(Collected data entries)
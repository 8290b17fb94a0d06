//! JSON-RPC 2.0 message shapes used between the proxy, the client and the backends.
//!
//! The proxy only ever looks inside `params`/`result` payloads for the handful of things
//! it needs to rewrite (ids, `initializationOptions`, capability fields); everything else
//! is kept as opaque [`serde_json::Value`].

use std::fmt;

use jsonrpc_core::Id;
use serde::ser::{Serialize, SerializeStruct, Serializer};
use serde_json::Value;

/// A JSON-RPC error object, as carried by a [`Message::Response`].
#[derive(Debug, Clone, PartialEq)]
pub struct RpcError {
    pub code: i64,
    pub message: String,
    pub data: Option<Value>,
}

impl RpcError {
    pub fn new(code: i64, message: impl Into<String>) -> Self {
        RpcError { code, message: message.into(), data: None }
    }

    pub fn method_not_found(method: &str) -> Self {
        RpcError::new(-32601, format!("method not found: {}", method))
    }

    pub fn internal_error(message: impl Into<String>) -> Self {
        RpcError::new(-32603, message.into())
    }

    pub fn server_not_initialized() -> Self {
        RpcError::new(-32002, "server not initialized")
    }

    pub fn invalid_request(message: impl Into<String>) -> Self {
        RpcError::new(-32600, message.into())
    }

    pub fn parse_error() -> Self {
        RpcError::new(-32700, "parse error")
    }
}

impl Serialize for RpcError {
    fn serialize<S: Serializer>(&self, serializer: S) -> Result<S::Ok, S::Error> {
        let len = 2 + if self.data.is_some() { 1 } else { 0 };
        let mut s = serializer.serialize_struct("RpcError", len)?;
        s.serialize_field("code", &self.code)?;
        s.serialize_field("message", &self.message)?;
        if let Some(data) = &self.data {
            s.serialize_field("data", data)?;
        }
        s.end()
    }
}

/// One JSON-RPC 2.0 message: a request, a notification, or a response.
#[derive(Debug, Clone)]
pub enum Message {
    Request { id: Id, method: String, params: Value },
    Notification { method: String, params: Value },
    Response { id: Id, outcome: Result<Value, RpcError> },
}

impl Message {
    pub fn request(id: Id, method: impl Into<String>, params: Value) -> Self {
        Message::Request { id, method: method.into(), params }
    }

    pub fn notification(method: impl Into<String>, params: Value) -> Self {
        Message::Notification { method: method.into(), params }
    }

    pub fn success(id: Id, result: Value) -> Self {
        Message::Response { id, outcome: Ok(result) }
    }

    pub fn failure(id: Id, error: RpcError) -> Self {
        Message::Response { id, outcome: Err(error) }
    }

    /// The `method` of a request or notification, if this message carries one.
    pub fn method(&self) -> Option<&str> {
        match self {
            Message::Request { method, .. } | Message::Notification { method, .. } => Some(method),
            Message::Response { .. } => None,
        }
    }

    pub fn is_request(&self) -> bool {
        matches!(self, Message::Request { .. })
    }

    /// Parses a single JSON-RPC message from its wire representation.
    ///
    /// Per JSON-RPC, an object with `method` is a request (if it has `id`) or a
    /// notification (if it doesn't); an object without `method` but with `id` is a
    /// response to one of our own outbound requests.
    pub fn try_parse(text: &str) -> Result<Message, RpcError> {
        let value: Value = serde_json::from_str(text).map_err(|_| RpcError::parse_error())?;
        Message::from_value(value)
    }

    pub fn from_value(value: Value) -> Result<Message, RpcError> {
        let object = value.as_object().ok_or_else(|| RpcError::invalid_request("not an object"))?;

        let id = object.get("id").map(|id| {
            serde_json::from_value::<Id>(id.clone()).unwrap_or(Id::Null)
        });

        if let Some(method) = object.get("method") {
            let method =
                method.as_str().ok_or_else(|| RpcError::invalid_request("method not a string"))?.to_owned();
            let params = object.get("params").cloned().unwrap_or(Value::Null);
            return Ok(match id {
                Some(id) => Message::Request { id, method, params },
                None => Message::Notification { method, params },
            });
        }

        let id = id.ok_or_else(|| RpcError::invalid_request("response missing id"))?;
        if let Some(error) = object.get("error") {
            let code = error.get("code").and_then(Value::as_i64).unwrap_or(-32603);
            let message =
                error.get("message").and_then(Value::as_str).unwrap_or("").to_owned();
            let data = error.get("data").cloned();
            return Ok(Message::Response { id, outcome: Err(RpcError { code, message, data }) });
        }

        let result = object.get("result").cloned().unwrap_or(Value::Null);
        Ok(Message::Response { id, outcome: Ok(result) })
    }
}

impl Serialize for Message {
    fn serialize<S: Serializer>(&self, serializer: S) -> Result<S::Ok, S::Error> {
        match self {
            Message::Request { id, method, params } => {
                let serialize_params = !params.is_null();
                let len = 3 + if serialize_params { 1 } else { 0 };
                let mut s = serializer.serialize_struct("Message", len)?;
                s.serialize_field("jsonrpc", "2.0")?;
                s.serialize_field("id", id)?;
                s.serialize_field("method", method)?;
                if serialize_params {
                    s.serialize_field("params", params)?;
                }
                s.end()
            }
            Message::Notification { method, params } => {
                let serialize_params = !params.is_null();
                let len = 2 + if serialize_params { 1 } else { 0 };
                let mut s = serializer.serialize_struct("Message", len)?;
                s.serialize_field("jsonrpc", "2.0")?;
                s.serialize_field("method", method)?;
                if serialize_params {
                    s.serialize_field("params", params)?;
                }
                s.end()
            }
            Message::Response { id, outcome } => {
                let mut s = serializer.serialize_struct("Message", 3)?;
                s.serialize_field("jsonrpc", "2.0")?;
                s.serialize_field("id", id)?;
                match outcome {
                    Ok(result) => s.serialize_field("result", result)?,
                    Err(error) => s.serialize_field("error", error)?,
                }
                s.end()
            }
        }
    }
}

impl fmt::Display for Message {
    fn fmt(&self, f: &mut fmt::Formatter<'_>) -> fmt::Result {
        match serde_json::to_string(self) {
            Ok(s) => s.fmt(f),
            Err(_) => Err(fmt::Error),
        }
    }
}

• [EXERCISE]
Exact reproduction is required: output the lines from the start of the entries above through the line with "pub fn invalid_request(message: impl".

• [WORKED SOLUTION]
repository 8290b17fb94a0d06
//! JSON-RPC 2.0 message shapes used between the proxy, the client and the backends.
//!
//! The proxy only ever looks inside `params`/`result` payloads for the handful of things
//! it needs to rewrite (ids, `initializationOptions`, capability fields); everything else
//! is kept as opaque [`serde_json::Value`].

use std::fmt;

use jsonrpc_core::Id;
use serde::ser::{Serialize, SerializeStruct, Serializer};
use serde_json::Value;

/// A JSON-RPC error object, as carried by a [`Message::Response`].
#[derive(Debug, Clone, PartialEq)]
pub struct RpcError {
    pub code: i64,
    pub message: String,
    pub data: Option<Value>,
}

impl RpcError {
    pub fn new(code: i64, message: impl Into<String>) -> Self {
        RpcError { code, message: message.into(), data: None }
    }

    pub fn method_not_found(method: &str) -> Self {
        RpcError::new(-32601, format!("method not found: {}", method))
    }

    pub fn internal_error(message: impl Into<String>) -> Self {
        RpcError::new(-32603, message.into())
    }

    pub fn server_not_initialized() -> Self {
        RpcError::new(-32002, "server not initialized")
    }

    pub fn invalid_request(message: impl Into<String>) -> Self {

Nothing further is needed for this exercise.